I want to take the incident in question as an example to illustrate a better way to reason about and to talk about security. I’ll generalize and fictionalize the incident so it’s clear how it applies more broadly, not just to open source discussions between a handful of people, but also in a corporate context:
- Your typical hard-working and dedicated development team gets a report from the security team (or an external security researcher) that there are a pile of security problems with their project
- They take it a little bit personally: they are worried they might get into trouble. No one told them to care about security, or maybe they are frustrated that the security team is always slowing things down when they have features they need to develop. They wonder why the organization / community is investing time in finding security problems when there’s barely enough budget for the development team to get the features implemented.
- The security team starts suggesting really disruptive fixes before it’s even clear that there’s a problem, and even if there was a problem, maybe it’s not that big of a deal. Because after all, no one is supposed to use the system for sensitive data, or because no external people are allowed to use the system, or because of the firewall/VPN, or because it’s an embedded device, or because it’s just a beta test, or because users have root on these devices anyway, etc., etc.
- The development team grudgingly patches one of the problems and calls it a day, but the security team comes right back and claims it’s not fixed. They tell a senior manager that the developers didn’t implement their suggested fix, and now there are rumors that the project is completely insecure.
- The senior manager shows up one day and tells the developers that the critical IP of the company is being protected by their project, and now that these problems have surfaced, security has to be perfect from here on out.
- Now everyone is unhappy: The security team thinks their vulnerabilities will never be fixed so they write exploits to show how dangerous the problem is, the developers know that the system will never be perfectly secure because nothing ever is so they start hiding problems, the managers are terrified that their critical data is at risk so they start threatening people’s jobs, and the rest of the poor users are worried they’re going to lose a software tool that they rely on to get their job done.

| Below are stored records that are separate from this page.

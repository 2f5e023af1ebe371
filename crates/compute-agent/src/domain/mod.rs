//! Domain logic of the compute agent: capabilities, device allocators and reporting.

pub mod allocation;
pub mod capability;
pub mod compute_host;
pub mod gpu;
pub mod infiniband;
pub mod intent;
pub mod pci;
pub mod reporter;

pub use compute_host::ComputeHost;
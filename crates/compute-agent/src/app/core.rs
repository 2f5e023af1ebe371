use anyhow::Result;

use crate::app::services::ApplicationServices;
use crate::app::tasks::Tasks;
use crate::config::DaemonArgs;

/// Application core structure with explicit dependencies
pub struct Application {
    services: ApplicationServices,
    daemon_args: DaemonArgs,
}

impl Application {
    pub fn new(services: ApplicationServices, daemon_args: DaemonArgs) -> Self {
        Self {
            services,
            daemon_args,
        }
    }

    pub fn services(&self) -> &ApplicationServices {
        &self.services
    }

    pub fn daemon_args(&self) -> &DaemonArgs {
        &self.daemon_args
    }

    /// Run application, start all tasks and wait for completion
    pub async fn run(&self) -> Result<()> {
        tracing::info!("Starting all application tasks...");

        let mut tasks = Tasks::new();
        tasks.spawn_all_tasks(self);

        if let Err(e) = tasks.wait_for_completion().await {
            tracing::error!("Error during task execution: {}", e);
            return Err(e);
        }

        tracing::info!("Application run completed");
        Ok(())
    }

    /// Gracefully shutdown application
    pub async fn shutdown(&self) -> Result<()> {
        tracing::info!("Shutting down application...");

        let report = self.services.host.allocations();
        tracing::info!(
            infiniband = report.infiniband.len(),
            gpus = report.gpus.len(),
            pci_devices = report.pci_devices.len(),
            pci_pending = self.services.pci.pending().len(),
            "instances holding devices at shutdown"
        );

        tracing::info!("Application shutdown completed");
        Ok(())
    }
}
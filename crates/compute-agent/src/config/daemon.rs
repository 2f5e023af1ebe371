use std::path::Path;
use std::path::PathBuf;
use std::time::Duration;

use clap::Parser;

use crate::domain::gpu::GpuDeviceNodes;

#[derive(Parser, Clone, Debug)]
pub struct DaemonArgs {
    #[arg(
        long,
        env = "COMPUTE_HOST",
        help = "Host name this agent reports and registers devices under"
    )]
    pub host: String,

    #[arg(
        long = "capability",
        env = "INSTANCE_TYPE_EXTRA_SPECS",
        value_delimiter = ';',
        help = "Static host capability as key:value, repeatable, e.g. cpu_arch:x86_64"
    )]
    pub capabilities: Vec<String>,

    #[arg(
        long,
        env = "COMPUTE_AGENT_STATE_PATH",
        default_value = "/var/lib/compute-agent",
        value_hint = clap::ValueHint::DirPath,
        help = "Directory holding the allocation files"
    )]
    pub state_path: PathBuf,

    #[arg(long, default_value = "ibs_allocated.json")]
    pub ib_usage_file: String,

    #[arg(long, default_value = "gpus_allocated.json")]
    pub gpu_usage_file: String,

    #[arg(long, default_value = "pci_devices.json", help = "PCI device records and their owners")]
    pub pci_usage_file: String,

    #[arg(
        long,
        default_value = "instances_claimed.json",
        help = "Resources claimed by each prepared instance"
    )]
    pub ledger_file: String,

    #[arg(
        long,
        env = "PCI_PASSTHROUGH_DEVICES",
        default_value = "[]",
        help = "JSON list of PCI passthrough devices, e.g. '[{\"label\": \"fpga\", \"address\": \"0000:04:00.0\"}]'"
    )]
    pub pci_passthrough_devices: String,

    #[arg(
        long,
        env = "COMPUTE_NODE_ID",
        help = "Compute node id owning the registered PCI devices, defaults to the host name"
    )]
    pub compute_node_id: Option<String>,

    #[arg(
        long,
        env = "INSTANCES_PATH",
        default_value = "/var/lib/compute-agent/instances",
        value_hint = clap::ValueHint::DirPath,
        help = "Directory with one sub-directory per instance UUID"
    )]
    pub instances_path: PathBuf,

    #[arg(
        long,
        env = "DEV_CGROUPS_PATH",
        default_value = "/sys/fs/cgroup/devices/lxc",
        value_hint = clap::ValueHint::DirPath,
        help = "Devices cgroup directory of the container instances"
    )]
    pub dev_cgroups_path: PathBuf,

    #[arg(long, default_value_t = 195, help = "Character device major number of the GPU driver")]
    pub gpu_dev_major_number: u32,

    #[arg(long, default_value_t = 255, help = "Minor number of the GPU control device")]
    pub gpu_control_minor: u32,

    #[arg(
        long,
        default_value = "/etc/environment",
        help = "Guest file receiving the device environment variables"
    )]
    pub guest_environment_file: PathBuf,

    #[arg(long, default_value_t = 10, help = "Seconds between capability reports")]
    pub report_interval_secs: u64,

    #[arg(
        long,
        env = "API_LISTEN_ADDR",
        default_value = "0.0.0.0:8080",
        help = "HTTP API server listen address"
    )]
    pub api_listen_addr: String,

    #[arg(
        long,
        env = "COMPUTE_AGENT_AUDIT_LOG",
        default_value = "/var/log/compute-agent/allocation.log",
        value_hint = clap::ValueHint::FilePath,
        help = "Rolling file receiving the allocation audit trail"
    )]
    pub audit_log_file: PathBuf,
}

impl DaemonArgs {
    pub fn compute_node_id(&self) -> &str {
        self.compute_node_id.as_deref().unwrap_or(&self.host)
    }

    pub fn ib_usage_path(&self) -> PathBuf {
        self.state_path.join(&self.ib_usage_file)
    }

    pub fn gpu_usage_path(&self) -> PathBuf {
        self.state_path.join(&self.gpu_usage_file)
    }

    pub fn pci_usage_path(&self) -> PathBuf {
        self.state_path.join(&self.pci_usage_file)
    }

    pub fn ledger_path(&self) -> PathBuf {
        self.state_path.join(&self.ledger_file)
    }

    pub fn gpu_device_nodes(&self) -> GpuDeviceNodes {
        GpuDeviceNodes {
            major: self.gpu_dev_major_number,
            control_minor: self.gpu_control_minor,
        }
    }

    pub fn report_interval(&self) -> Duration {
        Duration::from_secs(self.report_interval_secs.max(1))
    }

    pub fn audit_log_file(&self) -> &Path {
        &self.audit_log_file
    }
}
/// Git information captured by the build script.
pub(crate) struct BuildInfo {
    pub commit_sha1: Option<&'static str>,
    /// Raw `VERGEN_GIT_DIRTY` value, `"true"` when the tree had local changes.
    pub git_dirty: Option<&'static str>,
}

pub(crate) const BUILD_INFO: BuildInfo = BuildInfo {
    commit_sha1: option_env!("VERGEN_GIT_SHA"),
    git_dirty: option_env!("VERGEN_GIT_DIRTY"),
};

impl BuildInfo {
    pub fn is_dirty(&self) -> bool {
        self.git_dirty == Some("true")
    }
}
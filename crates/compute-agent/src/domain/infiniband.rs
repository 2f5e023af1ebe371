//! Infiniband SR-IOV function allocator.
//!
//! The host exposes virtual functions of one Infiniband card on a single PCI bus.
//! The pool is built from three capabilities:
//!
//! - `ib_bus`: bus number, decimal or `0x` hex
//! - `ib_device_range`: `lo-hi` or a single device number (0..=31)
//! - `ib_function_range`: `lo-hi` or a single function number (0..=7)
//!
//! plus an optional `ib_avoid` list of `device.function` pairs that must never be
//! handed out. Without `ib_bus` the allocator is disabled and every operation is a
//! no-op.

use std::collections::BTreeMap;
use std::collections::HashSet;

use api_types::AllocationEntry;
use api_types::InfinibandFunction;
use api_types::InstanceSpec;
use serde::Deserialize;
use serde::Serialize;
use tracing::info;
use tracing::warn;

use super::allocation::AllocationError;
use super::allocation::AllocationStore;
use super::allocation::DeviceAllocator;
use super::capability::CapabilityDescriptor;
use super::capability::CapabilityError;
use super::intent;
use super::reporter::CapabilityContributor;

pub const IB_BUS_KEY: &str = "ib_bus";
pub const IB_DEVICE_RANGE_KEY: &str = "ib_device_range";
pub const IB_FUNCTION_RANGE_KEY: &str = "ib_function_range";
pub const IB_AVOID_KEY: &str = "ib_avoid";

const MAX_DEVICE: u8 = 31;
const MAX_FUNCTION: u8 = 7;

/// One function on the Infiniband bus.
#[derive(Debug, Clone, Copy, PartialEq, Eq, Hash, PartialOrd, Ord, Serialize, Deserialize)]
pub struct IbFunction {
    pub device: u8,
    pub function: u8,
}

/// Pool layout parsed from the host capabilities.
#[derive(Debug, Clone, PartialEq, Eq)]
pub struct InfinibandConfig {
    pub bus: u8,
    pub devices: (u8, u8),
    pub functions: (u8, u8),
    pub avoid: Vec<IbFunction>,
}

impl InfinibandConfig {
    /// `None` when the host has no Infiniband card configured.
    pub fn from_capabilities(
        descriptor: &CapabilityDescriptor,
    ) -> Result<Option<Self>, CapabilityError> {
        let Some(raw_bus) = descriptor.get(IB_BUS_KEY) else {
            return Ok(None);
        };
        let bus = parse_number(IB_BUS_KEY, raw_bus)?;

        let devices = parse_range(
            IB_DEVICE_RANGE_KEY,
            required(descriptor, IB_DEVICE_RANGE_KEY)?,
            MAX_DEVICE,
        )?;
        let functions = parse_range(
            IB_FUNCTION_RANGE_KEY,
            required(descriptor, IB_FUNCTION_RANGE_KEY)?,
            MAX_FUNCTION,
        )?;
        let avoid = match descriptor.get(IB_AVOID_KEY) {
            Some(raw) => parse_avoid(raw)?,
            None => Vec::new(),
        };

        Ok(Some(Self {
            bus,
            devices,
            functions,
            avoid,
        }))
    }

    /// Device range times function range, minus the avoid list.
    pub fn pool(&self) -> Vec<IbFunction> {
        let (dev_lo, dev_hi) = self.devices;
        let (fn_lo, fn_hi) = self.functions;
        (dev_lo..=dev_hi)
            .flat_map(|device| (fn_lo..=fn_hi).map(move |function| IbFunction { device, function }))
            .filter(|f| !self.avoid.contains(f))
            .collect()
    }
}

fn required<'a>(descriptor: &'a CapabilityDescriptor, key: &str) -> Result<&'a str, CapabilityError> {
    descriptor.get(key).ok_or_else(|| CapabilityError::MissingKey {
        key: key.to_string(),
    })
}

fn invalid(key: &str, value: &str, reason: impl Into<String>) -> CapabilityError {
    CapabilityError::InvalidValue {
        key: key.to_string(),
        value: value.to_string(),
        reason: reason.into(),
    }
}

fn parse_number(key: &str, raw: &str) -> Result<u8, CapabilityError> {
    let raw = raw.trim();
    let parsed = match raw.strip_prefix("0x").or_else(|| raw.strip_prefix("0X")) {
        Some(hex) => u8::from_str_radix(hex, 16),
        None => raw.parse::<u8>(),
    };
    parsed.map_err(|e| invalid(key, raw, e.to_string()))
}

fn parse_range(key: &str, raw: &str, max: u8) -> Result<(u8, u8), CapabilityError> {
    let (lo, hi) = match raw.split_once('-') {
        Some((lo, hi)) => (parse_number(key, lo)?, parse_number(key, hi)?),
        None => {
            let single = parse_number(key, raw)?;
            (single, single)
        }
    };
    if hi > max {
        return Err(invalid(key, raw, format!("upper bound exceeds {max}")));
    }
    if lo > hi {
        return Err(invalid(key, raw, "lower bound is above upper bound"));
    }
    Ok((lo, hi))
}

fn parse_avoid(raw: &str) -> Result<Vec<IbFunction>, CapabilityError> {
    raw.split(',')
        .map(str::trim)
        .filter(|pair| !pair.is_empty())
        .map(|pair| {
            let (device, function) = pair
                .split_once('.')
                .ok_or_else(|| invalid(IB_AVOID_KEY, pair, "expected device.function"))?;
            Ok(IbFunction {
                device: parse_number(IB_AVOID_KEY, device)?,
                function: parse_number(IB_AVOID_KEY, function)?,
            })
        })
        .collect()
}

struct ReadyAllocator {
    bus: u8,
    devices: DeviceAllocator<IbFunction>,
}

/// Hands out at most one Infiniband function per instance.
///
/// Built either ready (card configured, table reconciled) or disabled.
pub struct InfinibandAllocator {
    ready: Option<ReadyAllocator>,
}

impl InfinibandAllocator {
    pub fn disabled() -> Self {
        Self { ready: None }
    }

    /// Build the pool from the host capabilities and reconcile the persisted table.
    pub fn init(
        descriptor: &CapabilityDescriptor,
        store: AllocationStore,
        live_instance_ids: &HashSet<String>,
    ) -> Result<Self, CapabilityError> {
        let Some(config) = InfinibandConfig::from_capabilities(descriptor)? else {
            info!("no Infiniband bus configured, Infiniband allocation disabled");
            return Ok(Self::disabled());
        };

        let pool = config.pool();
        info!(
            bus = config.bus,
            devices = ?config.devices,
            functions = ?config.functions,
            avoided = config.avoid.len(),
            pool_size = pool.len(),
            "Infiniband allocator ready"
        );
        Ok(Self {
            ready: Some(ReadyAllocator {
                bus: config.bus,
                devices: DeviceAllocator::open("infiniband", pool, store, live_instance_ids),
            }),
        })
    }

    pub fn is_enabled(&self) -> bool {
        self.ready.is_some()
    }

    /// Assign a function to the instance if it asks for one.
    ///
    /// `Ok(None)` means nothing was requested or Infiniband is disabled here.
    ///
    /// # Errors
    ///
    /// - [`AllocationError::InvalidRequest`] if the requested count does not parse
    /// - [`AllocationError::Overcommit`] if no function is free
    pub fn assign(&self, spec: &InstanceSpec) -> Result<Option<InfinibandFunction>, AllocationError> {
        let Some(ready) = &self.ready else {
            return Ok(None);
        };

        let mut needed =
            intent::requested_device_count(intent::IB_DEVICES_KEY, &spec.metadata, &spec.extra_specs)?;
        if needed == 0 {
            return Ok(None);
        }
        if needed > 1 {
            warn!(
                instance_id = %spec.uuid,
                requested = needed,
                "only one Infiniband function is given per instance"
            );
            needed = 1;
        }

        let assigned = ready.devices.assign(&spec.uuid, needed)?;
        Ok(assigned.first().map(|f| InfinibandFunction {
            bus: ready.bus,
            device: f.device,
            function: f.function,
        }))
    }

    /// Return the instance's function to the pool. Returns how many were freed.
    pub fn deassign(&self, instance_id: &str) -> usize {
        self.ready
            .as_ref()
            .map_or(0, |ready| ready.devices.release(instance_id).len())
    }

    pub fn free_count(&self) -> usize {
        self.ready.as_ref().map_or(0, |r| r.devices.free_count())
    }

    pub fn entries(&self) -> Vec<AllocationEntry<InfinibandFunction>> {
        let Some(ready) = &self.ready else {
            return Vec::new();
        };
        ready
            .devices
            .snapshot()
            .allocated()
            .iter()
            .map(|(instance_id, functions)| AllocationEntry {
                instance_id: instance_id.clone(),
                handles: functions
                    .iter()
                    .map(|f| InfinibandFunction {
                        bus: ready.bus,
                        device: f.device,
                        function: f.function,
                    })
                    .collect(),
            })
            .collect()
    }
}

impl CapabilityContributor for InfinibandAllocator {
    fn update_status(&self, status: &mut BTreeMap<String, String>) {
        if self.is_enabled() {
            status.insert(intent::IB_DEVICES_KEY.to_string(), self.free_count().to_string());
        }
    }
}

This kind of communication problem, and the resulting security problems, can be avoided by using a disciplined approach to reasoning about and talking about security. This approach can be applied to restructuring large organizations or just having an effective conversation between two people. It goes something like this:
- identify the assets you’re trying to protect, their value, and their nature,
- identify the threats against those assets,
- discover the vulnerabilities that can be exploited by the threats, and
- identify and implement countermeasures that can mitigate those vulnerabilities.
These steps are the foundations of Security Risk Management and you can start with them or you can invoke them when the conversation about security seems to be going at cross purposes: when one person is talking about vulnerabilities but the other person is talking about firewall, or that no one would ever attack them anyway. Each element has to be addressed and ignoring one of them will probably lead you to the wrong conclusions about where to invest time and money.
The conversation might go something like this:
- Developer: I understand there might be a vulnerability here, but I thought that we weren’t going to worry about security because there is no critical data in this system.
- Risk manager: Let’s get the person in charge of the data to tell us how critical the data is. (Identify the assets.)
- Senior manager: Yes, this data is completely critical. If it gets leaked, our competition will beat us to market and if it gets deleted, we will lose months of work.
- Risk manager: The software is operated completely inside the firewall, do you ever get advanced attacks that get inside? (Identify the threats against those assets.)
- Security team: No, that never happens, but legal requirements say that insiders should not be allowed to modify the data, even if they can access it.
- Risk manager: Can any of the vulnerabilities be exploited from outside the firewall? (Discover the vulnerabilities.)
- Security team: No, you have to be on the internal network.
- Risk manager: Can any of the vulnerabilities be used by an insider to modify the data? (Discover the vulnerabilities.)
- Security team: Yes, one of the vulnerabilities can be used to modify data if the attacker is already on the internal network.
- Risk manager: Let’s look at the budget and estimate how many of these vulnerabilities we can fix, prioritizing the ones that can be used to modify data. (Implement countermeasures.)
Getting back to the incident that started this discussion, if you read the thread carefully you’ll find that the developer has a particular point of view about the assets (that local root exploits on a single-user machine aren’t a critical problem) but that the entire conversation has been about vulnerabilities, exploits, and mitigations. If the security folks had been able to act as “risk managers” and surfaced this misunderstanding early on, they could have potentially gotten the developer on their side by explaining the less-obvious threats related to local root exploits.
In the end, the security guys just kept posting exploits until they felt too bored and insulted to bother anymore. The developer unhappily disabled the component that he felt had been hugely useful for his users since he didn’t think it could be salvaged. Maybe this was inevitable, but maybe a better outcome for everyone could have been discovered.